Published: 3 January 2013



Myocardial delayed enhancement (MDE) by gadolinium-enhanced cardiac MRI is well established for myocardial scar assessment in ischemic and non-ischemic heart disease. The role of MDE by cardiac CT (CT-MDE) is not yet defined.


We reviewed all clinical cases of CT-MDE at a tertiary referral center to present the cases as a case series. All clinical cardiac CT exams which utilized CT-MDE imaging between January 1, 2005 and October 1, 2010 were collected as a series and their findings were also compared with available myocardial imaging to assess for myocardial abnormalities, including echocardiography (wall motion, morphology), cardiac MRI (delayed enhancement, morphology), SPECT MPI (perfusion defects). 5,860 clinical cardiac CT exams were performed during the study period.
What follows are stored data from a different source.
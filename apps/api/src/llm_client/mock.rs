use std::sync::{Arc, Mutex};

use async_trait::async_trait;

use super::{GenerationRequest, LlmClient, LlmError, TextGenerator};

enum Outcome {
    Text(Option<String>),
    Fail(Box<dyn Fn() -> LlmError + Send + Sync>),
}

/// A deterministic upstream for tests. Replays the same outcome on every call
/// and records each request it received.
pub struct ScriptedGenerator {
    outcome: Outcome,
    requests: Mutex<Vec<GenerationRequest>>,
}

impl ScriptedGenerator {
    pub fn replying(text: &str) -> Self {
        Self::with(Outcome::Text(Some(text.to_string())))
    }

    pub fn empty() -> Self {
        Self::with(Outcome::Text(None))
    }

    pub fn failing<F>(make_error: F) -> Self
    where
        F: Fn() -> LlmError + Send + Sync + 'static,
    {
        Self::with(Outcome::Fail(Box::new(make_error)))
    }

    fn with(outcome: Outcome) -> Self {
        Self {
            outcome,
            requests: Mutex::new(Vec::new()),
        }
    }

    pub fn requests(&self) -> Vec<GenerationRequest> {
        self.requests.lock().unwrap().clone()
    }

    /// Prompt of the most recent call.
    pub fn last_prompt(&self) -> String {
        self.requests
            .lock()
            .unwrap()
            .last()
            .map(|r| r.prompt.clone())
            .unwrap_or_default()
    }
}

#[async_trait]
impl TextGenerator for ScriptedGenerator {
    async fn generate(&self, request: GenerationRequest) -> Result<Option<String>, LlmError> {
        self.requests.lock().unwrap().push(request);
        match &self.outcome {
            Outcome::Text(text) => Ok(text.clone()),
            Outcome::Fail(make_error) => Err(make_error()),
        }
    }
}

/// Wraps `generator` in an `LlmClient`, keeping a handle for inspecting requests.
pub fn scripted_client(generator: ScriptedGenerator) -> (LlmClient, Arc<ScriptedGenerator>) {
    let generator = Arc::new(generator);
    (LlmClient::new(generator.clone()), generator)
}
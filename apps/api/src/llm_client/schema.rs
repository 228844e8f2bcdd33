//! Transport-agnostic descriptors for the JSON shapes we ask the model to return.
//!
//! A `Schema` is only a declaration sent upstream so the model knows what to
//! produce. Validation of what actually comes back is done by `serde` when the
//! text is deserialized into the matching Rust type.

use serde::de::DeserializeOwned;

#[derive(Debug, Clone, PartialEq)]
pub enum Schema {
    String {
        description: Option<&'static str>,
    },
    Integer {
        description: Option<&'static str>,
    },
    Array {
        items: Box<Schema>,
        description: Option<&'static str>,
    },
    Object {
        /// Ordered so the model sees fields in the order we declare them.
        properties: Vec<(&'static str, Schema)>,
        required: Vec<&'static str>,
        description: Option<&'static str>,
    },
}

impl Schema {
    pub fn string() -> Self {
        Schema::String { description: None }
    }

    pub fn integer() -> Self {
        Schema::Integer { description: None }
    }

    pub fn array_of(items: Schema) -> Self {
        Schema::Array {
            items: Box::new(items),
            description: None,
        }
    }

    pub fn string_list() -> Self {
        Self::array_of(Self::string())
    }

    /// An object whose listed properties are all required.
    pub fn object(properties: Vec<(&'static str, Schema)>) -> Self {
        let required = properties.iter().map(|(name, _)| *name).collect();
        Schema::Object {
            properties,
            required,
            description: None,
        }
    }

    pub fn described(self, text: &'static str) -> Self {
        match self {
            Schema::String { .. } => Schema::String {
                description: Some(text),
            },
            Schema::Integer { .. } => Schema::Integer {
                description: Some(text),
            },
            Schema::Array { items, .. } => Schema::Array {
                items,
                description: Some(text),
            },
            Schema::Object {
                properties,
                required,
                ..
            } => Schema::Object {
                properties,
                required,
                description: Some(text),
            },
        }
    }

    pub fn description(&self) -> Option<&'static str> {
        match self {
            Schema::String { description }
            | Schema::Integer { description }
            | Schema::Array { description, .. }
            | Schema::Object { description, .. } => *description,
        }
    }
}

/// A result type the model can be asked to produce.
///
/// `schema()` must describe the same required fields the `Deserialize` impl
/// enforces, otherwise the model is told one shape and parsed against another.
pub trait StructuredOutput: DeserializeOwned {
    fn schema() -> Schema;
}
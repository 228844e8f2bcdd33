//! CV analysis: compatibility score, summary, keyword coverage and recommendations
//! for a CV measured against a job description.
//!
//! The score is returned exactly as the model produced it. Bounding it to 0–100
//! is a display concern; see `CvAnalysisResult::clamped_score`.

use crate::generation::language::Language;
use crate::generation::models::CvAnalysisResult;
use crate::generation::prompts::CV_ANALYSIS_PROMPT_TEMPLATE;
use crate::llm_client::prompts::{fill_template, JSON_ONLY_INSTRUCTION};
use crate::llm_client::{ContractError, LlmClient};

pub const CV_ANALYSIS_TEMPERATURE: f32 = 0.3;

pub fn build_cv_analysis_prompt(job_description: &str, cv_text: &str, language: Language) -> String {
    fill_template(
        CV_ANALYSIS_PROMPT_TEMPLATE,
        &[
            ("language", language.display_name()),
            ("job_description", job_description),
            ("cv_text", cv_text),
            ("json_only", JSON_ONLY_INSTRUCTION),
        ],
    )
}

pub async fn analyze_cv_and_job(
    llm: &LlmClient,
    job_description: &str,
    cv_text: &str,
    language: Language,
) -> Result<CvAnalysisResult, ContractError> {
    let prompt = build_cv_analysis_prompt(job_description, cv_text, language);
    llm.generate_structured(&prompt, CV_ANALYSIS_TEMPERATURE)
        .await
}
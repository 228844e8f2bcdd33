// Shared prompt fragments.
// Each operation defines its own template in generation/prompts.rs.
// This file contains the pieces every template ends with.

/// Appended to every operation prompt. The upstream is already constrained to the
/// declared schema; this keeps the model from wrapping the object in prose.
pub const JSON_ONLY_INSTRUCTION: &str = "Respond with a single JSON object that matches \
    the requested schema. Do NOT include any text outside the JSON object. \
    Do NOT use markdown code fences.";

/// Fills `{key}` placeholders in a single left-to-right pass.
///
/// Substituted values are never rescanned, so user text that happens to contain
/// `{cv_text}` or similar is embedded verbatim. Unknown placeholders are left as-is.
pub fn fill_template(template: &str, values: &[(&str, &str)]) -> String {
    let mut out = String::with_capacity(template.len());
    let mut rest = template;
    while let Some(start) = rest.find('{') {
        out.push_str(&rest[..start]);
        let after = &rest[start + 1..];
        let hit = after.find('}').and_then(|end| {
            let key = &after[..end];
            values
                .iter()
                .find(|(k, _)| *k == key)
                .map(|(_, value)| (end, *value))
        });
        match hit {
            Some((end, value)) => {
                out.push_str(value);
                rest = &after[end + 1..];
            }
            None => {
                out.push('{');
                rest = after;
            }
        }
    }
    out.push_str(rest);
    out
}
CT-MDE was obtained in 18 patients and was reported to be present in 9 patients. The indications for CT-MDE included ischemic and non-ischemic heart diseases. In segments positive for CT-MDE, there was excellent agreement of CT with other modalities: echocardiography (n=8) demonstrated abnormal morphology and wall motion (k=1.0 and k=0.82 respectively); prior MRI (n=2) demonstrated abnormal delayed enhancement (MR-MDE) (k=1.0); SPECT MPI (n=1) demonstrated fixed perfusion defects (k=1.0). In the subset of patients without CT-MDE, no abnormal segments were identified by echocardiography (n=8), MRI (n=1) and nuclear MPI (n=0).


CT-MDE was performed in rare clinical situations. The indications included both ischemic and non-ischemic heart disease and there was an excellent agreement between CT-MDE and abnormal myocardium by echocardiography, cardiac MRI, and nuclear MPI.